Platy clay crystals, for example of bentonite, are common functional fillers in filled polymer systems, among other things because they decrease permeability (if well bonded to the polymer matrix) they provide enormous strength. Each clay grain has quartz-like mechanical properties in its two long dimensions, due to its phyllosilicate structure. The individual clay grains have very large aspect ratios, which allows them to transfer the large loads they can withstand to the polymer matrix over a large contact area. However, they are normally limited to fairly low volume fractions in the filled system because their orientation is random, which limits the strength that can be achieved by the resulting composite material.

One researcher whose name I can’t recall at the moment (though he was polite enough to answer my email, years ago) was able to deposit grains of bentonite all in parallel planes, bound together by something like limpet glue, with the result that the resulting composite material had a very high volume fraction of clay particles, and thus a very high strength and stiffness; he had to devise a new means for testing the stiffness by measuring small displacements under a microscope, using a bunch of glass spheres stuck to the film of material as the load was applied, then writing software to analyze the images to measure the displacement. But his procedure was extremely slow, depositing one layer of clay on the surface at a time.

I just thought of a process which might be faster, although it still deposits layer by layer.

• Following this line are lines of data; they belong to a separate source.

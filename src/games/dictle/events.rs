/// Things a session announces to whoever is watching it.
#[derive(Debug, Clone, PartialEq)]
pub enum SessionEvent {
    DefinitionsLoaded { count: usize },
    LookupFailed { message: String },
    Won(Celebration),
}

#[derive(Debug, Clone, Copy, PartialEq, Eq)]
pub enum ParticleShape {
    Star,
    Square,
}

#[derive(Debug, Clone, Copy, PartialEq, Eq)]
pub struct Rgb(pub u8, pub u8, pub u8);

impl Rgb {
    pub const RED: Self = Self(0xff, 0x00, 0x00);
    pub const GREEN: Self = Self(0x00, 0xff, 0x00);
    pub const BLUE: Self = Self(0x00, 0x00, 0xff);
}

/// Parameters for the confetti burst played on a win.
///
/// Purely cosmetic: hosts without graphics are free to ignore it.
#[derive(Debug, Clone, PartialEq)]
pub struct Celebration {
    pub particle_count: u32,
    /// Launch direction in degrees, 90 being straight up.
    pub angle: f32,
    /// Degrees of spread around `angle`.
    pub spread: f32,
    /// Launch point as fractions of the width and height.
    pub origin: (f32, f32),
    pub shapes: &'static [ParticleShape],
    pub colors: &'static [Rgb],
    pub gravity: f32,
    pub drift: f32,
    pub scalar: f32,
}

impl Default for Celebration {
    fn default() -> Self {
        Self {
            particle_count: 200,
            angle: 90.0,
            spread: 90.0,
            origin: (0.5, 0.7),
            shapes: &[ParticleShape::Star, ParticleShape::Square],
            colors: &[Rgb::RED, Rgb::GREEN, Rgb::BLUE],
            gravity: 0.5,
            drift: 0.0,
            scalar: 0.8,
        }
    }
}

The clay particles with appropriate surface treatment are suspended in a resin dissolved in a solvent. This is spin-coated onto a substrate, which orients the clay particles parallel to the surface of the thin layer, then heated to drive off the solvent, leaving a layer of solid resin and clay particles. The heating time needs to be long enough for the solvent to diffuse out from underneath clay particles. Another layer is applied on top of the first, and similarly dried, and the process is repeated many times. If the clay particles are 10% of the original dispersion, but the solvent is 85% of it, then after the solvent is removed, the clay particles will have a volume fraction of some 67%, which should be enough to have clay particles on each layer overlapping particles on the previous and next layers enough to form a continuous filler network.

Two possible improvements are relevant.

First, after evaporating each solvent layer, the new surface is washed before the next spin-coating step long enough to remove some of the resin just deposited. This will preferentially remove resin that is not underneath a clay particle, although if continued long enough it will remove clay particles too. So there’s a certain range of washing intensity within which this change will give a higher volume fraction of filler in the final product.

Second, although the resin used is still solid when the solvent evaporates, it is a photopolymerizable precursor to another resin. This permits a higher-strength final product by photopolymerizing the whole thing at the end, as well as 3-D printing by selective photopolymerization of each layer, which in that case would also need to include UV absorbers to keep the photopolymerization at the surface. See Powder-bed 3-D printing with a sacrificial binder for related 3-D printing processes.